数分後、俺は車内でケバい水色の百円ライターを手に取って爺さんと上村に煙草を持ってないか訊ねていた。
「セッター(セブンスター)があると言うことないんだけどな。この際マイセン(マイルドセブン)でもいいや。何か煙草ないか?」
「僕は吸いませんよ」
「ワシもな」
煙草というやつは麻薬ほど効くわけでもないのに麻薬以上に依存性がつくから質が悪い。
「俺はマリファナより煙草を法で禁止してくれた方が業者として儲かると思うんだけどな」
「それは煙草が強いんじゃなくて貴方が精神的に堕落してるんですよ」
上村の台詞回しは只でさえ苛立っている俺の神経に耐え難い痒みを与えていく。
「それじゃあ行ってきます。留守番をよろしく」
「知るかよ」
不平だけは洩らしたもののそれ以上は言えなかった。雇われの身はこういう時が辛い。クソ。
それは敵のアジトの前での会話だった。
俺はギャングのねぐらのすぐ側に車を止め、物陰でフロントガラス越しに”相棒”が潜入を図るのをピリついた視線で見送ったわけだ。上村は黒いスーツのままで猫のように歩いていくと、そのまま建物の裏の方へ悠々と消えてしまった。
「ウエムラ一人で大丈夫かのう?」
爺さんはティモンの命がかかっているため気が気でない。俺としてはまあ奴の実力拝見といったところか。
「あの若さで何人も殺してるんだ。少なくとも手元を狂わせる心配はないんじゃないか」
「じゃがあのトカレフにはサイレンサーもついとらんじゃろ。下手に撃ったらバカでかい音が出て連中がゴマンと集まるわい。それでも大丈夫と言えるか?」
俺は上村が千枚通しと万能ナイフも持っているのを知っている。そうでなくても襲うのはギャングだ。奴も十分過ぎるほど用心はするだろう。
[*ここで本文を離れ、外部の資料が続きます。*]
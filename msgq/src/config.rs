use anyhow::{Context, Result};
use message_store::MessageRepository;
use std::env;
use std::path::PathBuf;
use tracing::info;

/// Store and logging configuration, loaded from environment variables.
#[derive(Debug, Clone, PartialEq, Eq)]
pub struct StoreConfig {
    /// `MESSAGES_FILE`; `None` means the built-in sample collection.
    pub messages_file: Option<PathBuf>,
    /// `LOG_FILE`; when set, logs go to this file as well as stderr.
    pub log_file: Option<String>,
}

impl StoreConfig {
    /// Loads from the environment. A `file` argument overrides MESSAGES_FILE.
    /// Empty variables count as unset.
    pub fn load(file: Option<PathBuf>) -> Result<Self> {
        let messages_file = file.or_else(|| non_empty_var("MESSAGES_FILE").map(PathBuf::from));
        let log_file = non_empty_var("LOG_FILE");

        Ok(Self {
            messages_file,
            log_file,
        })
    }

    pub fn open_repository(&self) -> Result<MessageRepository> {
        match &self.messages_file {
            Some(path) => MessageRepository::from_path(path)
                .with_context(|| format!("Load messages from {}", path.display())),
            None => {
                info!("MESSAGES_FILE not set, using built-in sample messages");
                Ok(MessageRepository::sample())
            }
        }
    }
}

fn non_empty_var(key: &str) -> Option<String> {
    env::var(key).ok().filter(|v| !v.trim().is_empty())
}

#[cfg(test)]
mod tests {
    use super::*;
    use serial_test::serial;

    #[test]
    #[serial]
    fn test_load_config_with_defaults() {
        env::remove_var("MESSAGES_FILE");
        env::remove_var("LOG_FILE");

        let config = StoreConfig::load(None).unwrap();

        assert!(config.messages_file.is_none());
        assert!(config.log_file.is_none());
        assert_eq!(config.open_repository().unwrap().len(), 2);
    }

    #[test]
    #[serial]
    fn test_load_config_with_custom_values() {
        env::set_var("MESSAGES_FILE", "/data/messages.json");
        env::set_var("LOG_FILE", "logs/msgq.log");

        let config = StoreConfig::load(None).unwrap();

        assert_eq!(config.messages_file, Some(PathBuf::from("/data/messages.json")));
        assert_eq!(config.log_file.as_deref(), Some("logs/msgq.log"));

        env::remove_var("MESSAGES_FILE");
        env::remove_var("LOG_FILE");
    }

    #[test]
    #[serial]
    fn test_file_argument_overrides_env() {
        env::set_var("MESSAGES_FILE", "/data/messages.json");

        let config = StoreConfig::load(Some(PathBuf::from("local.json"))).unwrap();

        assert_eq!(config.messages_file, Some(PathBuf::from("local.json")));
        env::remove_var("MESSAGES_FILE");
    }

    #[test]
    #[serial]
    fn test_empty_env_counts_as_unset() {
        env::set_var("MESSAGES_FILE", "  ");
        env::remove_var("LOG_FILE");

        let config = StoreConfig::load(None).unwrap();

        assert!(config.messages_file.is_none());
        env::remove_var("MESSAGES_FILE");
    }

    #[test]
    fn test_open_repository_missing_file_errors() {
        let config = StoreConfig {
            messages_file: Some(PathBuf::from("/nonexistent/messages.json")),
            log_file: None,
        };

        let err = config.open_repository().unwrap_err();

        assert!(err.to_string().contains("/nonexistent/messages.json"));
    }
}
「そんなに心配なら奴らに拷問されずに死ぬ覚悟でも固めとけよ。上村が死んだら俺は逃げるぜ。金より命が大事だからな」
爺さんが思わず声を詰まらせた。まさかとは思うが、爺さんは俺のことを本気で良心のある人間だと思ってたんじゃあるまいな……。
「ティモンを助けてくれるんじゃないのか?」
「助けるっつったのは上村だろ。俺はあいつの払う金以外には興味ないね」
「あんたあの子がどうなっても平気なのか!?
ティモンは、あの子は何度もあんたと一緒に飯食ってあんたになついとったじゃないか!」
「だから何だ?」
感情を逆撫でする台詞ばかりすらすらと思いついた。
ティモンが金でも払ってくれるのか。爺さんの方こそ只の顧客に命懸けの慈善事業を頼もうだなんて無茶に気がついてるんだろうな? 呆けちまったんじゃねえのか。それであいつが救えるなんて思ってたら、あんた最低の馬鹿だよ。反吐が出るぜ……。
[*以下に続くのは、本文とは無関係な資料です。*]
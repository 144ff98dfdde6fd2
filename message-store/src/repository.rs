//! Repository trait for read access to a record collection.
//! Implementations (e.g. [`crate::MessageRepository`]) own the records.

pub trait Repository<T> {
    fn find_by_id(&self, id: i64) -> Option<&T>;
    fn find_all(&self) -> &[T];

    fn count(&self) -> usize {
        self.find_all().len()
    }
}
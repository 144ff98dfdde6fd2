//! Message kind: the closed set of media tags a record can carry.

use std::fmt;
use std::str::FromStr;

use serde::{Deserialize, Serialize};

use crate::error::StorageError;

#[derive(Debug, Clone, Copy, PartialEq, Eq, Hash, Serialize, Deserialize)]
pub enum MessageKind {
    #[serde(rename = "Image")]
    Image,
    #[serde(rename = "Video")]
    Video,
}

impl MessageKind {
    pub const ALL: [MessageKind; 2] = [MessageKind::Image, MessageKind::Video];

    /// Canonical string value, as stored in data files and compared by
    /// [`crate::MessageQuery::TypeName`].
    pub fn as_str(&self) -> &'static str {
        match self {
            MessageKind::Image => "Image",
            MessageKind::Video => "Video",
        }
    }
}

impl fmt::Display for MessageKind {
    fn fmt(&self, f: &mut fmt::Formatter<'_>) -> fmt::Result {
        f.write_str(self.as_str())
    }
}

impl FromStr for MessageKind {
    type Err = StorageError;

    fn from_str(s: &str) -> Result<Self, Self::Err> {
        let trimmed = s.trim();
        MessageKind::ALL
            .into_iter()
            .find(|kind| kind.as_str().eq_ignore_ascii_case(trimmed))
            .ok_or_else(|| StorageError::UnknownKind(s.to_string()))
    }
}

#[cfg(test)]
mod tests {
    use super::*;

    #[test]
    fn parses_any_case() {
        assert_eq!("image".parse::<MessageKind>().unwrap(), MessageKind::Image);
        assert_eq!("IMAGE".parse::<MessageKind>().unwrap(), MessageKind::Image);
        assert_eq!(" Video ".parse::<MessageKind>().unwrap(), MessageKind::Video);
    }

    #[test]
    fn rejects_unknown_kind() {
        let err = "AUDIO".parse::<MessageKind>().unwrap_err();
        assert!(matches!(err, StorageError::UnknownKind(ref s) if s == "AUDIO"));
    }

    #[test]
    fn serializes_canonical_value() {
        assert_eq!(serde_json::to_string(&MessageKind::Video).unwrap(), "\"Video\"");
        assert_eq!(MessageKind::Image.to_string(), "Image");
    }
}
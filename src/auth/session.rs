//! Authentication borrowed from a live, externally owned session.

use std::fmt;
use std::sync::Arc;

use super::{region_host, snowflake_token_header, AuthError, TokenProvider};

/// What the client needs from an external session.
///
/// Implementors adapt whatever connection object the host application owns.
/// `rest_token` returning `None` means the session cannot be used for REST
/// calls (for example a stored-procedure session), and construction of a
/// [`SessionToken`] fails instead of guessing.
pub trait SessionHandle: Send + Sync {
    /// The REST session token, if this session type exposes one.
    fn rest_token(&self) -> Option<String>;

    /// `CURRENT_ACCOUNT()`.
    fn current_account(&self) -> Result<String, AuthError>;

    /// `CURRENT_REGION()`, e.g. `PUBLIC.AWS_US_WEST_2`.
    fn current_region(&self) -> Result<String, AuthError>;

    fn current_database(&self) -> Option<String> {
        None
    }

    fn current_schema(&self) -> Option<String> {
        None
    }
}

/// Token and host extracted once from a [`SessionHandle`].
pub struct SessionToken {
    session: Arc<dyn SessionHandle>,
    token: String,
    host: String,
}

impl fmt::Debug for SessionToken {
    fn fmt(&self, f: &mut fmt::Formatter<'_>) -> fmt::Result {
        f.debug_struct("SessionToken")
            .field("host", &self.host)
            .field("token", &"..")
            .finish()
    }
}

impl SessionToken {
    pub fn new(session: Arc<dyn SessionHandle>) -> Result<Self, AuthError> {
        let token = session.rest_token().ok_or_else(|| {
            AuthError::SessionUnsupported(
                "ensure a locally created client session is used".to_string(),
            )
        })?;
        let account = session.current_account()?;
        let region = session.current_region()?;
        Ok(Self {
            host: region_host(&account, &region),
            token,
            session,
        })
    }

    /// The session this provider was built from.
    pub fn session(&self) -> &Arc<dyn SessionHandle> {
        &self.session
    }
}

impl TokenProvider for SessionToken {
    fn token(&self) -> Result<String, AuthError> {
        Ok(self.token.clone())
    }

    fn host(&self) -> String {
        self.host.clone()
    }

    fn auth_header(&self) -> Result<String, AuthError> {
        Ok(snowflake_token_header(&self.token))
    }
}
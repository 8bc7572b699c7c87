use serde::Serialize;
use thiserror::Error;

/// A non-fatal problem met while decoding. Never aborts the stream.
#[derive(Debug, Clone, PartialEq, Eq, Serialize, Error)]
#[serde(tag = "kind", rename_all = "snake_case")]
pub enum DecodeWarning {
    #[error("skipped malformed frame (event {event:?}): {preview}")]
    MalformedFrame {
        event: Option<String>,
        preview: String,
    },

    #[error("skipped malformed chart spec (tool_use_id {tool_use_id:?}): {reason}")]
    MalformedChart {
        tool_use_id: Option<String>,
        reason: String,
    },
}
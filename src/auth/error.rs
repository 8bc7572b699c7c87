use std::path::PathBuf;

use thiserror::Error;

/// Authentication failures across token strategies.
#[derive(Debug, Error)]
pub enum AuthError {
    #[error("Missing credential: {0}")]
    MissingCredential(String),

    #[error("Session does not expose a REST token: {0}")]
    SessionUnsupported(String),

    #[error("Token file not found at {}; this provider only works inside a container runtime", path.display())]
    TokenFileMissing { path: PathBuf },

    #[error("Failed to read token file {}: {source}", path.display())]
    TokenFileRead {
        path: PathBuf,
        #[source]
        source: std::io::Error,
    },

    #[error("Could not determine host: {0}")]
    HostUnresolved(String),

    #[error("Key-pair token error: {0}")]
    KeyPair(String),

    #[error("Invalid header value: {0}")]
    InvalidHeader(String),

    #[error("Request rejected (status {status}). {hint}")]
    Rejected { status: u16, hint: String },
}

impl AuthError {
    /// The error for an HTTP 401 from the agent endpoint.
    pub fn unauthorized() -> Self {
        Self::Rejected {
            status: 401,
            hint: "Possible causes: expired or invalid token/PAT; \
                   a runtime token that is not accepted by the agent API; \
                   insufficient privileges on the agent."
                .to_string(),
        }
    }
}
//! Error classification and recovery hints.

/// Broad error category for routing recovery logic.
#[derive(Debug, Clone, Copy, PartialEq, Eq)]
pub enum ErrorCategory {
    Authentication,
    RateLimit,
    Network,
    Timeout,
    Server,
    Protocol,
    Configuration,
    Serialization,
    Io,
}

/// Suggested recovery action.
#[derive(Debug, Clone, Copy, PartialEq, Eq)]
pub enum RecoverySuggestion {
    RetryWithBackoff,
    CheckCredentials,
    CheckConfiguration,
    IncreaseTimeout,
    ContactSupport,
}
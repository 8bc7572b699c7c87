//! CLI definitions for `cortex-agent`.

use std::path::PathBuf;

use clap::{Args, Parser, Subcommand};

use crate::client::AgentClient;
use crate::config::{AgentsFile, ClientSettings, DEFAULT_PROFILE};
use crate::error::Result;

/// Cortex Agent CLI
#[derive(Parser, Debug)]
#[command(name = "cortex-agent", version, about = "Ask a Cortex agent from the terminal")]
pub struct Cli {
    #[command(subcommand)]
    pub command: Commands,
}

/// Top-level CLI commands.
#[derive(Subcommand, Debug)]
pub enum Commands {
    /// Ask a question and print the aggregated answer
    Ask(AskArgs),
    /// Ask a question and print the answer as it streams
    Stream(StreamArgs),
}

/// Options shared by every command that talks to an agent.
#[derive(Args, Debug, Clone)]
pub struct AgentArgs {
    /// Agent profile key from the profiles file
    #[arg(short, long, default_value = DEFAULT_PROFILE)]
    pub agent: String,

    /// Agent profiles file (TOML)
    #[arg(short, long, env = "CORTEX_AGENTS_FILE")]
    pub config: Option<PathBuf>,

    /// Override the call timeout, in seconds
    #[arg(long)]
    pub timeout: Option<u64>,
}

/// Arguments for `cortex-agent ask`.
#[derive(Args, Debug)]
pub struct AskArgs {
    #[command(flatten)]
    pub agent: AgentArgs,

    /// Print the whole result as JSON
    #[arg(long)]
    pub json: bool,

    /// Show status updates on stderr
    #[arg(short, long)]
    pub progress: bool,

    /// The question
    pub question: String,
}

/// Arguments for `cortex-agent stream`.
#[derive(Args, Debug)]
pub struct StreamArgs {
    #[command(flatten)]
    pub agent: AgentArgs,

    /// The question
    pub question: String,
}

impl AgentArgs {
    /// Environment settings, completed from the profiles file when given.
    pub fn settings(&self) -> Result<ClientSettings> {
        let mut settings = ClientSettings::from_env()?;
        if let Some(path) = &self.config {
            let file = AgentsFile::load(path)?;
            if let Some(profile) = file.agent(&self.agent) {
                settings.apply_profile(profile, &file.defaults);
            }
        }
        if let Some(secs) = self.timeout {
            settings.timeout = Some(std::time::Duration::from_secs(secs));
        }
        Ok(settings)
    }

    pub fn client(&self) -> Result<AgentClient> {
        AgentClient::from_settings(&self.settings()?)
    }
}
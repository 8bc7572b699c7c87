//! Token providers for the agent REST API.
//!
//! Four interchangeable strategies implement [`TokenProvider`]:
//! [`SessionToken`], [`ContainerToken`], [`PatToken`] and [`KeyPairJwt`].
//! The client only ever sees `Arc<dyn TokenProvider>`, so other strategies
//! can be plugged in without touching it.

pub mod container;
pub mod error;
pub mod host;
pub mod key_pair;
pub mod pat;
pub mod session;

pub use container::ContainerToken;
pub use error::AuthError;
pub use host::{account_host, region_host};
pub use key_pair::KeyPairJwt;
pub use pat::PatToken;
pub use session::{SessionHandle, SessionToken};

/// Capability shared by every authentication strategy.
pub trait TokenProvider: Send + Sync {
    /// Return a currently valid token.
    fn token(&self) -> Result<String, AuthError>;

    /// Host serving the agent REST API.
    fn host(&self) -> String;

    /// Value of the `Authorization` header.
    fn auth_header(&self) -> Result<String, AuthError>;

    /// Value of `X-Snowflake-Authorization-Token-Type`, if the strategy needs one.
    fn token_type(&self) -> Option<&'static str> {
        None
    }
}

/// `Snowflake Token="<token>"`, used by session and container tokens.
pub(crate) fn snowflake_token_header(token: &str) -> String {
    format!("Snowflake Token=\"{token}\"")
}
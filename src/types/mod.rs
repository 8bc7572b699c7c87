//! Request and result types.

pub mod message;
pub mod result;

pub use message::{ContentPart, Message, Role, RunRequest};
pub use result::{AgentResult, ChartSpec, MIN_CONTENT_CHARS};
爺さんは沸々と湧き上がる憤怒の感情を必死に抑え、そんな俺のことを金の亡者だと顔で罵った。
「あんたそれでも人間か?」
とってつけたような堅気の台詞だった。俺ほどこの言葉をしょっちゅう浴びせられる人間もあまりいないと思う。金貸しやヤクザでもないってのに。
煙草が欲しい。ニコチンもタールも密度の濃いやつ。ティモンより煙草だ。俺にはそっちの方が切実だ。
「どっかにセッター売ってねえかな……」
爺さんがかっとなって護身用の銃を俺に向ける。俺は百円ライターをいじる手を止めてバックミラーを見た。年老いた鬼が俺に「黙れ」と言っていた。
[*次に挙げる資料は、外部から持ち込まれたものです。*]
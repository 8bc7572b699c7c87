//! Multi-turn conversation memory with TTL eviction.
//!
//! Purely in-memory: a restart forgets every thread. History is best-effort
//! context for the next call, not a record.

mod sweeper;

use std::collections::HashMap;
use std::fmt;
use std::sync::{Arc, Mutex, PoisonError, RwLock, RwLockReadGuard, RwLockWriteGuard};
use std::time::Duration;

use tokio::time::Instant;
use tracing::info;

use crate::types::Message;
use sweeper::SweeperState;

/// Threads are removed in batches of this size, re-taking the lock per batch.
const SWEEP_BATCH: usize = 64;

/// Limits for the conversation cache.
#[derive(Debug, Clone, PartialEq)]
pub struct ContextSettings {
    /// Idle time after which a thread is evicted.
    pub ttl: Duration,
    /// Messages kept per thread; the oldest are dropped first.
    pub max_messages: usize,
    /// How often the background sweep runs.
    pub cleanup_interval: Duration,
}

impl Default for ContextSettings {
    fn default() -> Self {
        Self {
            ttl: Duration::from_secs(3600),
            max_messages: 10,
            cleanup_interval: Duration::from_secs(300),
        }
    }
}

/// History of one caller-defined thread.
#[derive(Debug, Clone)]
pub struct ConversationThread {
    pub messages: Vec<Message>,
    pub created_at: Instant,
    pub last_used_at: Instant,
}

impl ConversationThread {
    fn new(now: Instant) -> Self {
        Self {
            messages: Vec::new(),
            created_at: now,
            last_used_at: now,
        }
    }

    fn push(&mut self, message: Message, max_messages: usize, now: Instant) {
        self.messages.push(message);
        self.last_used_at = now;
        if self.messages.len() > max_messages {
            let excess = self.messages.len() - max_messages;
            self.messages.drain(..excess);
        }
    }
}

/// Snapshot counters.
#[derive(Debug, Clone, Copy, PartialEq, Eq, Default)]
pub struct ContextStats {
    pub active_threads: usize,
    pub total_messages: usize,
}

/// Thread-safe map from thread id to [`ConversationThread`].
///
/// Cloning is cheap and shares the same cache. A background sweep is spawned
/// on the first write when a tokio runtime is available; it stops when
/// [`shutdown`](Self::shutdown) is called or the last handle is dropped.
///
/// Concurrent calls for the same thread id are not serialized beyond each
/// single operation; callers needing per-thread exclusivity arrange it.
#[derive(Clone)]
pub struct ConversationContext {
    inner: Arc<Inner>,
}

pub(crate) struct Inner {
    settings: ContextSettings,
    threads: RwLock<HashMap<String, ConversationThread>>,
    sweeper: Mutex<SweeperState>,
}

impl fmt::Debug for ConversationContext {
    fn fmt(&self, f: &mut fmt::Formatter<'_>) -> fmt::Result {
        f.debug_struct("ConversationContext")
            .field("settings", &self.inner.settings)
            .field("stats", &self.stats())
            .finish()
    }
}

impl Default for ConversationContext {
    fn default() -> Self {
        Self::new(ContextSettings::default())
    }
}

impl ConversationContext {
    pub fn new(settings: ContextSettings) -> Self {
        Self {
            inner: Arc::new(Inner {
                settings,
                threads: RwLock::new(HashMap::new()),
                sweeper: Mutex::new(SweeperState::Idle),
            }),
        }
    }

    pub fn settings(&self) -> &ContextSettings {
        &self.inner.settings
    }

    /// Messages for a thread, oldest first. Unknown ids yield an empty list.
    pub fn get_history(&self, thread_id: &str) -> Vec<Message> {
        let mut threads = self.inner.write();
        match threads.get_mut(thread_id) {
            Some(thread) => {
                thread.last_used_at = Instant::now();
                thread.messages.clone()
            }
            None => Vec::new(),
        }
    }

    pub fn add_user_message(&self, thread_id: &str, text: impl Into<String>) {
        self.add_messages(thread_id, [Message::user(text)]);
    }

    pub fn add_assistant_message(&self, thread_id: &str, text: impl Into<String>) {
        self.add_messages(thread_id, [Message::assistant(text)]);
    }

    /// Record a question and its answer together.
    pub fn record_turn(&self, thread_id: &str, question: impl Into<String>, answer: impl Into<String>) {
        self.add_messages(
            thread_id,
            [Message::user(question), Message::assistant(answer)],
        );
    }

    /// Append messages, creating the thread on first use, then trim.
    pub fn add_messages(&self, thread_id: &str, messages: impl IntoIterator<Item = Message>) {
        sweeper::ensure_started(&self.inner);
        let max_messages = self.inner.settings.max_messages;
        let now = Instant::now();
        let mut threads = self.inner.write();
        let thread = threads
            .entry(thread_id.to_string())
            .or_insert_with(|| ConversationThread::new(now));
        for message in messages {
            thread.push(message, max_messages, now);
        }
    }

    pub fn has_context(&self, thread_id: &str) -> bool {
        self.inner.read().contains_key(thread_id)
    }

    /// Forget a thread. Returns whether it existed.
    pub fn clear_thread(&self, thread_id: &str) -> bool {
        self.inner.write().remove(thread_id).is_some()
    }

    pub fn stats(&self) -> ContextStats {
        let threads = self.inner.read();
        ContextStats {
            active_threads: threads.len(),
            total_messages: threads.values().map(|t| t.messages.len()).sum(),
        }
    }

    /// Evict every thread idle longer than the TTL. Returns how many were removed.
    pub fn sweep_expired(&self) -> usize {
        self.inner.sweep_expired()
    }

    pub fn is_sweeper_running(&self) -> bool {
        sweeper::is_running(&self.inner)
    }

    /// Stop the background sweep and wait for it to exit.
    ///
    /// The sweep is not restarted afterwards; [`sweep_expired`](Self::sweep_expired)
    /// still works manually.
    pub async fn shutdown(&self) {
        sweeper::stop(&self.inner).await;
    }
}

impl Inner {
    fn read(&self) -> RwLockReadGuard<'_, HashMap<String, ConversationThread>> {
        self.threads.read().unwrap_or_else(PoisonError::into_inner)
    }

    fn write(&self) -> RwLockWriteGuard<'_, HashMap<String, ConversationThread>> {
        self.threads.write().unwrap_or_else(PoisonError::into_inner)
    }

    pub(crate) fn sweep_expired(&self) -> usize {
        let now = Instant::now();
        let ttl = self.settings.ttl;
        let is_expired = |thread: &ConversationThread| now.duration_since(thread.last_used_at) > ttl;

        let expired: Vec<String> = self
            .read()
            .iter()
            .filter(|(_, thread)| is_expired(thread))
            .map(|(id, _)| id.clone())
            .collect();

        let mut removed = 0;
        for batch in expired.chunks(SWEEP_BATCH) {
            let mut threads = self.write();
            for id in batch {
                // may have been touched since the scan
                if threads.get(id).is_some_and(is_expired) {
                    threads.remove(id);
                    removed += 1;
                }
            }
        }

        if removed > 0 {
            info!(removed, "Evicted idle conversation threads");
        }
        removed
    }
}

impl Drop for Inner {
    fn drop(&mut self) {
        sweeper::cancel(self.sweeper.get_mut().unwrap_or_else(PoisonError::into_inner));
    }
}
刑務所の囚人でさえ子どもを死に至らしめた奴は最低の部類に置いている。利用していたのならなおさらだ。刑務所に入ったらそれこそ俺は軽蔑される側に入れられ、風呂場で襲われても文句は言えないだろう。俺は捕まらないでいるから勝者なのだ。死なずにいるから勝者なのだと言い換えてもいい。そのために俺は最低の道でもためらわずに選んできた。そして、これからもそうするだろう。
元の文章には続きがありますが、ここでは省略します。